**Directions**
State the number of lines in the material below that have "over" in them, without any other text.

**Source data**

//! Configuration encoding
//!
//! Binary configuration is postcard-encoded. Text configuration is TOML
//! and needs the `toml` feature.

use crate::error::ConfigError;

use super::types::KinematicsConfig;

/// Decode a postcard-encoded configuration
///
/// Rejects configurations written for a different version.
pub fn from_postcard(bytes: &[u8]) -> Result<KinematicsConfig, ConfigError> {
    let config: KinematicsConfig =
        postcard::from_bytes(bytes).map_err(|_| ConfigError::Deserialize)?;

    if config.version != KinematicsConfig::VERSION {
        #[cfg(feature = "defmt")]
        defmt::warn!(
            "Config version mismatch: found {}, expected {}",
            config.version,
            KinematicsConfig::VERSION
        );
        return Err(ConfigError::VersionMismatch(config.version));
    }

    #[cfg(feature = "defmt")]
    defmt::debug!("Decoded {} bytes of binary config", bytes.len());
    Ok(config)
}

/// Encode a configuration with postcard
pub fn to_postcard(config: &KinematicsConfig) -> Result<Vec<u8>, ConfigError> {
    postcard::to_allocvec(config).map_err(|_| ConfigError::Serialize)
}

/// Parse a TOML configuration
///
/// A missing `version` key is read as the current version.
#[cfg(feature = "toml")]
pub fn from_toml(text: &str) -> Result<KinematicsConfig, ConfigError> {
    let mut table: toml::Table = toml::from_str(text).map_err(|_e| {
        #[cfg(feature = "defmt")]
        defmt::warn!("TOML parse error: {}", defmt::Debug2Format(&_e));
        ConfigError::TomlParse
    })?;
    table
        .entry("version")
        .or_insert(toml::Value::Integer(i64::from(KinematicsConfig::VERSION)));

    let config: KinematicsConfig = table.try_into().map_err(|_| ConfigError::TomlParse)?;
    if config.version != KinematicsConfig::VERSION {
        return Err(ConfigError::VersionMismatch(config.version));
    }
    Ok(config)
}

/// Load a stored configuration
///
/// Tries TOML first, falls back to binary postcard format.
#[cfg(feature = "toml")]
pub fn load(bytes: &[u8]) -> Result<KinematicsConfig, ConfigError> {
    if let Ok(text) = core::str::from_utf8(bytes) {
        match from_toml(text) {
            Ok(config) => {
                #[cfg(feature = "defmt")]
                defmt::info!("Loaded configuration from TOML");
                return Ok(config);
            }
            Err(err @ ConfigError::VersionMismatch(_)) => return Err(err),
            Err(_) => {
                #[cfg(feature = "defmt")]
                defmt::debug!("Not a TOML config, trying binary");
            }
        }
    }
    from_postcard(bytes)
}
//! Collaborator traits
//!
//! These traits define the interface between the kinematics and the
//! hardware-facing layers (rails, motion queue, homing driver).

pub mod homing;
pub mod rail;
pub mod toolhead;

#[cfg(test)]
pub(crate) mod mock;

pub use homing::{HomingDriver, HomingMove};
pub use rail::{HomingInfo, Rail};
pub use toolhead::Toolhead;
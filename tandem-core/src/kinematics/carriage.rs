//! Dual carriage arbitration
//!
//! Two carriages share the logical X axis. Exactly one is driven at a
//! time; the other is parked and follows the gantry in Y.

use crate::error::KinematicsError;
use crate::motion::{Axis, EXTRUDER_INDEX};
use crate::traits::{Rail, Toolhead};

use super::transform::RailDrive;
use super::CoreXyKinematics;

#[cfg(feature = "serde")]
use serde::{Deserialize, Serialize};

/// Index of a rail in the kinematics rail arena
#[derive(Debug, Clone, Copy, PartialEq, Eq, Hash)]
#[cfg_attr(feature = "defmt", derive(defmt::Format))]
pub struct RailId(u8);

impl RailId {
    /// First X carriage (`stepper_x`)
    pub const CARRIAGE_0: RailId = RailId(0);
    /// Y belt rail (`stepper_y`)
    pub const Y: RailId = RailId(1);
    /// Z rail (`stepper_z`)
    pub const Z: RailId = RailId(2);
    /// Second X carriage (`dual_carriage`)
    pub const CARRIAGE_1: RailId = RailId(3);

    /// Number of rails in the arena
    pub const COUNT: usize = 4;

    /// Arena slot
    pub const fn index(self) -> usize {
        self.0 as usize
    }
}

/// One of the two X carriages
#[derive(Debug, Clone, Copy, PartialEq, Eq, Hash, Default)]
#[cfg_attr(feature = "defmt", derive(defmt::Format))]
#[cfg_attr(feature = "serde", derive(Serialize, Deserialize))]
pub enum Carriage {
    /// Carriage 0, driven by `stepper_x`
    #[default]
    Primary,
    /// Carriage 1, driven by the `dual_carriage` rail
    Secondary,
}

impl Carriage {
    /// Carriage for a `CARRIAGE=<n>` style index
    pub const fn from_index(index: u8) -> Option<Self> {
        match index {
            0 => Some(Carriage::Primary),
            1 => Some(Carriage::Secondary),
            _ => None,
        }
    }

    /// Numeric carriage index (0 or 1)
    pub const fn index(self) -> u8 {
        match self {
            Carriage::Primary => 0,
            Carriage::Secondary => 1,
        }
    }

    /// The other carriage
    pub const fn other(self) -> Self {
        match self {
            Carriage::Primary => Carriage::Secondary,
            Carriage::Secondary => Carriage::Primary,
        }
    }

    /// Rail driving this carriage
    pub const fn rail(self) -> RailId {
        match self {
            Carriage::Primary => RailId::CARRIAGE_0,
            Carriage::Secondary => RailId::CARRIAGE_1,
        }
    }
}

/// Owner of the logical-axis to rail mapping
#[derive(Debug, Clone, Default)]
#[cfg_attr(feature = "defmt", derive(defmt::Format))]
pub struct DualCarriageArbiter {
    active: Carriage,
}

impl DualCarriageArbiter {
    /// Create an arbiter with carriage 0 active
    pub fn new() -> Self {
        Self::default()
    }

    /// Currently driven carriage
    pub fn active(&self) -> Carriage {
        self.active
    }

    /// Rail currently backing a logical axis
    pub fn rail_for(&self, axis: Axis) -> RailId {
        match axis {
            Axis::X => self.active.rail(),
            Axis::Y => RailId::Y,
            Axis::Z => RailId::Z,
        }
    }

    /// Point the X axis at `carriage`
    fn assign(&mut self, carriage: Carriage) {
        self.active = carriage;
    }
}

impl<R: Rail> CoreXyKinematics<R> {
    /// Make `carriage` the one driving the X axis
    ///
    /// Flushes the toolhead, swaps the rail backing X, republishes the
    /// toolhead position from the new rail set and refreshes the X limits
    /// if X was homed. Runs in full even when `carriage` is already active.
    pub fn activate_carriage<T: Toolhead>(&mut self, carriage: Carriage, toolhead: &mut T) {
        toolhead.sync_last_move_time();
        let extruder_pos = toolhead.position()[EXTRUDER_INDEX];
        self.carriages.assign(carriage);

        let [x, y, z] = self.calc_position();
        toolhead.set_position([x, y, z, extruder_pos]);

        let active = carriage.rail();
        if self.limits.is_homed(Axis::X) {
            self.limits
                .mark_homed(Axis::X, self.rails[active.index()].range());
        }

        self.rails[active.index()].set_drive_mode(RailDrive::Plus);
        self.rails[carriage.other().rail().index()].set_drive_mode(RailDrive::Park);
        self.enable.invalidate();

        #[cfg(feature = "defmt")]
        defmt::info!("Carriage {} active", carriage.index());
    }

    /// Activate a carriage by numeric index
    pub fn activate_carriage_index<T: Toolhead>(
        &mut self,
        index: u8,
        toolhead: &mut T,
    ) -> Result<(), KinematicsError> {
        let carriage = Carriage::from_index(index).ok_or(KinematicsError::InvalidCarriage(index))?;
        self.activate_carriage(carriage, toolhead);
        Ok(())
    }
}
---
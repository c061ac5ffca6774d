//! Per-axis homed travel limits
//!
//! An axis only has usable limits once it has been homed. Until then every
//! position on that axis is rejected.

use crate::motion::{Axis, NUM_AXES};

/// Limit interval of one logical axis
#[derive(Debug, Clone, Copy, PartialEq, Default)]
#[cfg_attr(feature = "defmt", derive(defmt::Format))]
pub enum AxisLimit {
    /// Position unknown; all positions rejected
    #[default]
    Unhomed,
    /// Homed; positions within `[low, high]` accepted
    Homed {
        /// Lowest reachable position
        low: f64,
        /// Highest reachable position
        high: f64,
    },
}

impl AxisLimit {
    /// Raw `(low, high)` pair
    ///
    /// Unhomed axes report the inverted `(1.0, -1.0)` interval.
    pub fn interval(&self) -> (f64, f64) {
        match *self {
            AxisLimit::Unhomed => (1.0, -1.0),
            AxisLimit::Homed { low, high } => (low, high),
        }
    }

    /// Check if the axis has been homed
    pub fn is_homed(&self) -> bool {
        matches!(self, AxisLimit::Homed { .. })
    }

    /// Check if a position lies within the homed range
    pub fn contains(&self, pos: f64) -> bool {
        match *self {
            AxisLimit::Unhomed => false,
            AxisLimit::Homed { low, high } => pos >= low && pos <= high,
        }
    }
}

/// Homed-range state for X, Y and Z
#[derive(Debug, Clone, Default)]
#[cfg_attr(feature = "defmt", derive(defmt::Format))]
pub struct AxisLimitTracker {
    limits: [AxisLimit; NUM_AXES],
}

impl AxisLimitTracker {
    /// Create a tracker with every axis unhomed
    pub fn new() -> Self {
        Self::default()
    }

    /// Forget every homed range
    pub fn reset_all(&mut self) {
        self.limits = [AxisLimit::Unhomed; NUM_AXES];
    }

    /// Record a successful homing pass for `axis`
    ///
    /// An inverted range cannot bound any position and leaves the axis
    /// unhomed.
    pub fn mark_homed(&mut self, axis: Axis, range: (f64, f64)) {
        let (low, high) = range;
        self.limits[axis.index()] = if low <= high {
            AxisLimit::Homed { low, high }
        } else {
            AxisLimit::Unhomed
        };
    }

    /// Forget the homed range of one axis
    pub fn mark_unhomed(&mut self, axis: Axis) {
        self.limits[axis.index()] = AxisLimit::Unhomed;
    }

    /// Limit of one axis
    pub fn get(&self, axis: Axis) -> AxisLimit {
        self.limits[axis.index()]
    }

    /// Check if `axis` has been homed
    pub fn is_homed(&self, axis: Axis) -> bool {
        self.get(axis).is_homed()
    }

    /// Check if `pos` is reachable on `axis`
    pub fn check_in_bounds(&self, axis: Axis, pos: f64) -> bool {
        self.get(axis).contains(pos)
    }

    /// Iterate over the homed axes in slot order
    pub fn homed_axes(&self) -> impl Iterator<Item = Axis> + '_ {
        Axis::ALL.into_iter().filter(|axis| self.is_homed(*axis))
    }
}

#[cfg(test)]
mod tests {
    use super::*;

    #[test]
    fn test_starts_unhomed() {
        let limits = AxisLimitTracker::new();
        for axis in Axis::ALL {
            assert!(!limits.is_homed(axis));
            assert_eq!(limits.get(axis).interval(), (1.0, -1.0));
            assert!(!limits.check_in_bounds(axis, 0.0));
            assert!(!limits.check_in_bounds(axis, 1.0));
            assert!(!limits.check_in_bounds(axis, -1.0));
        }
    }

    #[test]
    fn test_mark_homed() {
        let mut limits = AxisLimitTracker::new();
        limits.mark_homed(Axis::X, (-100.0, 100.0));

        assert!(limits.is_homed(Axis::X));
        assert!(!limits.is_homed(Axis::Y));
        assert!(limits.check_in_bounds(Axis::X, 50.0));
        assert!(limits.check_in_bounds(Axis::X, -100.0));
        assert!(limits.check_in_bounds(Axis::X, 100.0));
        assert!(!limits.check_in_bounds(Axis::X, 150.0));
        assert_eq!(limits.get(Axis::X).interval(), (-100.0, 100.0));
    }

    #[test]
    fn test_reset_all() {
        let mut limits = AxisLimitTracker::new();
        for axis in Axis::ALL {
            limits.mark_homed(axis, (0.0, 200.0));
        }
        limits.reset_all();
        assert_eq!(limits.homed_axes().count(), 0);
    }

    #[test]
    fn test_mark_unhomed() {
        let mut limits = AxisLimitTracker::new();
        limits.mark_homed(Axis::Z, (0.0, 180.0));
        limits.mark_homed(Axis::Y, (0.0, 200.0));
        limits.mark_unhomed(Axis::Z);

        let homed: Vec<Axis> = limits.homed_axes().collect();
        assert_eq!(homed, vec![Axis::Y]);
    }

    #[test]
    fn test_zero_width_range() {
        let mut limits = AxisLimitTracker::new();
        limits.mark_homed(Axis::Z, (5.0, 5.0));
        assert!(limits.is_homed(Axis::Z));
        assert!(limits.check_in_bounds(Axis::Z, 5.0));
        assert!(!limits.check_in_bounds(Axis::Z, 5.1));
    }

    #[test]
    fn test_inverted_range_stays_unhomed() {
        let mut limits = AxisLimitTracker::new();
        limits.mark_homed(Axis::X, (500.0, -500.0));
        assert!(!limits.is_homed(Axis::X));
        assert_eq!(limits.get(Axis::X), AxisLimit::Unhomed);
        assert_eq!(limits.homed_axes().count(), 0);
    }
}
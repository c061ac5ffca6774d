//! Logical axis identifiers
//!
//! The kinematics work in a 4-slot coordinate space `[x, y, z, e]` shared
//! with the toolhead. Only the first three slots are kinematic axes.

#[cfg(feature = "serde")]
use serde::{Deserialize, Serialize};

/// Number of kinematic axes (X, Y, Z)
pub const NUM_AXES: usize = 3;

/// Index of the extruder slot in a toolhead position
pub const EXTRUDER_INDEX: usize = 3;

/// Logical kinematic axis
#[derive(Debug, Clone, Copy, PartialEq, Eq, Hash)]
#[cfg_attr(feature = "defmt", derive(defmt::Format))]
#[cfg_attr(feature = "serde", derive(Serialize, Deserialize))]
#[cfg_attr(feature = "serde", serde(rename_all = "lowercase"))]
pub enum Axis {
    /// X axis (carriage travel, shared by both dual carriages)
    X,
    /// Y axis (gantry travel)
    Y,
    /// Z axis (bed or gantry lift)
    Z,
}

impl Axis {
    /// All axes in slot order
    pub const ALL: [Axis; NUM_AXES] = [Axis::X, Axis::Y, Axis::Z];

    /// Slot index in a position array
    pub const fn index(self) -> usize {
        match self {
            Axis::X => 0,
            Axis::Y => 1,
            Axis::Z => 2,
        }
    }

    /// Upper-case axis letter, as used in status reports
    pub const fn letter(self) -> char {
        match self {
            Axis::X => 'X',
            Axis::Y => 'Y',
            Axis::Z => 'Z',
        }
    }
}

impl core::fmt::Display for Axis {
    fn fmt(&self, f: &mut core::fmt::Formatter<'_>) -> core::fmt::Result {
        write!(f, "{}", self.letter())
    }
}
...
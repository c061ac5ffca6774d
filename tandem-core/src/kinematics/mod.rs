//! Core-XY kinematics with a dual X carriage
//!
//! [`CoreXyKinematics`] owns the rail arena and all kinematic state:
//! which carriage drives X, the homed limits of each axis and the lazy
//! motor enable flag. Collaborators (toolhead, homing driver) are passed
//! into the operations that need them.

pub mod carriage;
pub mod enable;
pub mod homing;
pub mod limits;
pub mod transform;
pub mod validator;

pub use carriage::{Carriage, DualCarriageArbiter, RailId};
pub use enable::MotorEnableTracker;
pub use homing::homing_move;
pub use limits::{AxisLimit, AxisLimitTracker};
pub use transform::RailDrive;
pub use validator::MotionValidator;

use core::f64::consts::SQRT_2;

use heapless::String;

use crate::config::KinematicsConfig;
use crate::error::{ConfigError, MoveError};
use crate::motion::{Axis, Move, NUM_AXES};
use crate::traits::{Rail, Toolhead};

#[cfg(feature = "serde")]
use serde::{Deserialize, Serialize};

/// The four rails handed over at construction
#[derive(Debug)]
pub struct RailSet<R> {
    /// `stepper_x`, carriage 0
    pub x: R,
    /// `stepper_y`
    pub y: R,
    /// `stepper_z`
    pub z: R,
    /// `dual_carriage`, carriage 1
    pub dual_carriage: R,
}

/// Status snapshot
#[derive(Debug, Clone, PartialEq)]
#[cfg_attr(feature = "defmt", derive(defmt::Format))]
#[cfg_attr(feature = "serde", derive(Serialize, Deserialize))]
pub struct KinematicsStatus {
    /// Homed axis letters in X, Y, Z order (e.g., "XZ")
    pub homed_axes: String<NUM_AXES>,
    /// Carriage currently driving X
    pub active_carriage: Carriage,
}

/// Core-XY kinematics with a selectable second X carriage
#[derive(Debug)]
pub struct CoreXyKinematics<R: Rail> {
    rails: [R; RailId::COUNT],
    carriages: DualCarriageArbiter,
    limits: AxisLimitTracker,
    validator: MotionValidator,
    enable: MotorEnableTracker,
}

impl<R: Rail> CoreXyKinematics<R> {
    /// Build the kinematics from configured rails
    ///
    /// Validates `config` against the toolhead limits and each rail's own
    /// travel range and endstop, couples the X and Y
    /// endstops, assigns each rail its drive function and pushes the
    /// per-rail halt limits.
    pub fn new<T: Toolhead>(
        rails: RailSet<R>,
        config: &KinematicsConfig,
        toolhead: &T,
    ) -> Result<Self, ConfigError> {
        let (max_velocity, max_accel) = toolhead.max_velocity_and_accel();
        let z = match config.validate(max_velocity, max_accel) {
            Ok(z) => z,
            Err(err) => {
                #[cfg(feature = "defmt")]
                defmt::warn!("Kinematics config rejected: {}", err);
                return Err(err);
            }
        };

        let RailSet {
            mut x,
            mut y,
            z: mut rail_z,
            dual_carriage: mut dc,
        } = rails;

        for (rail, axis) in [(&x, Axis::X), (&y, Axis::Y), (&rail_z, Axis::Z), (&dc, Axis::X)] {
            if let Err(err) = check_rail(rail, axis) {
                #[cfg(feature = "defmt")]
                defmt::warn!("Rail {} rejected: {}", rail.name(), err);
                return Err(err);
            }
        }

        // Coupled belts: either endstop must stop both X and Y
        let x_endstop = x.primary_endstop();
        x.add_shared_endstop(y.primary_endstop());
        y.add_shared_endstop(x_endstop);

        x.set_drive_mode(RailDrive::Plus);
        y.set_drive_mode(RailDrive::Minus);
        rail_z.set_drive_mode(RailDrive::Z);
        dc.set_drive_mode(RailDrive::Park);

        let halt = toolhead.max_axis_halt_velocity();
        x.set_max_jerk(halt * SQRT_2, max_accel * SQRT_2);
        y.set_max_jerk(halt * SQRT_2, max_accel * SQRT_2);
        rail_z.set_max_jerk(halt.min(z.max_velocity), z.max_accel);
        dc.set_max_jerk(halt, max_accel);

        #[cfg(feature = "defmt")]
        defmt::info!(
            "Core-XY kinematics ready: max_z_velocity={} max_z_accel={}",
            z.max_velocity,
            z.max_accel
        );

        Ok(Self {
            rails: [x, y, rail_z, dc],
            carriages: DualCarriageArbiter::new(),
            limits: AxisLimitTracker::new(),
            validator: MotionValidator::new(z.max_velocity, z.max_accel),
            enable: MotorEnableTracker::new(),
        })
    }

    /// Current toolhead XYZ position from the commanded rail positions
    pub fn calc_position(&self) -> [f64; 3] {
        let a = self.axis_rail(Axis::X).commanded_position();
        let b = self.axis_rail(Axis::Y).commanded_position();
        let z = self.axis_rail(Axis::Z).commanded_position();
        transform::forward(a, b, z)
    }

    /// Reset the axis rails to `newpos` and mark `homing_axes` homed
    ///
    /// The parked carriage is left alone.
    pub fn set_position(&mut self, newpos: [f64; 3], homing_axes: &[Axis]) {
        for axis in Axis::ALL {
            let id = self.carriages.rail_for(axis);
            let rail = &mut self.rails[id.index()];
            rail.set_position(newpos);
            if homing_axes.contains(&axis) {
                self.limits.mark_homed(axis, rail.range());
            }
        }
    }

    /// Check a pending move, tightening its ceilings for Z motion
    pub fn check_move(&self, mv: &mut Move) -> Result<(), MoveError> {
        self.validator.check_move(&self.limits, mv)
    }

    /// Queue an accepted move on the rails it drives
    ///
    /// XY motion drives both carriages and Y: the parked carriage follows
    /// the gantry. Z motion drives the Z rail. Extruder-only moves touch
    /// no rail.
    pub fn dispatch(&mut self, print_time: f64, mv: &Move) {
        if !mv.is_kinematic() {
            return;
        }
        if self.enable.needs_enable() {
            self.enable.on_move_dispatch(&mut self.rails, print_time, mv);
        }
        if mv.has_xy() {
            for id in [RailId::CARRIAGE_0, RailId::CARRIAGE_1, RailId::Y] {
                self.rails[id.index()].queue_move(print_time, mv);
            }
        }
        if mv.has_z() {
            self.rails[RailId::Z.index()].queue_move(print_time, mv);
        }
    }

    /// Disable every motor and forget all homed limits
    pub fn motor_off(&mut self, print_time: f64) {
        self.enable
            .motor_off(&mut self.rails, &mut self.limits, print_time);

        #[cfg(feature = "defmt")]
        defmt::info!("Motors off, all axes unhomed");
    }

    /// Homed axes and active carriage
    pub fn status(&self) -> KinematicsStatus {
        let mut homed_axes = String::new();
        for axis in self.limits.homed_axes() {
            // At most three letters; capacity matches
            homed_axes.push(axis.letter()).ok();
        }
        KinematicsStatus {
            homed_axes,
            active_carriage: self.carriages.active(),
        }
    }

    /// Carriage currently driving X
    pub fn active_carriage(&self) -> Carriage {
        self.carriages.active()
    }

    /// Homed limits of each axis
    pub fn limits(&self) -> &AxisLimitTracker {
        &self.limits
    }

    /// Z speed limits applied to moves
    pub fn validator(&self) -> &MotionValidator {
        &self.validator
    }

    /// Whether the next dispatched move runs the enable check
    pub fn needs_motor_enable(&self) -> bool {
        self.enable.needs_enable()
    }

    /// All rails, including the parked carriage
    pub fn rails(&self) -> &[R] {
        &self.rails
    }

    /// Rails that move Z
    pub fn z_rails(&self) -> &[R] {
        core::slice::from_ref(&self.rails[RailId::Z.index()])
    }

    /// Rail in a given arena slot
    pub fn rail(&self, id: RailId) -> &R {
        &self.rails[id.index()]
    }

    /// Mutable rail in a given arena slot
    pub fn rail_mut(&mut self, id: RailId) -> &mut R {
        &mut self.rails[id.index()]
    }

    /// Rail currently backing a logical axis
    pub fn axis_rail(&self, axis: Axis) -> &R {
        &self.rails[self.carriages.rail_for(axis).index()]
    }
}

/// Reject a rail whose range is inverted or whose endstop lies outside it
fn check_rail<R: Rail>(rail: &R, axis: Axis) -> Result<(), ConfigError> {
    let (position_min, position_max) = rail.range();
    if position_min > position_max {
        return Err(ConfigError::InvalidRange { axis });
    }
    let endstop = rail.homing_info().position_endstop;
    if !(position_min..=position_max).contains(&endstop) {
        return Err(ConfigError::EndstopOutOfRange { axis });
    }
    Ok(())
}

**Task answer**
2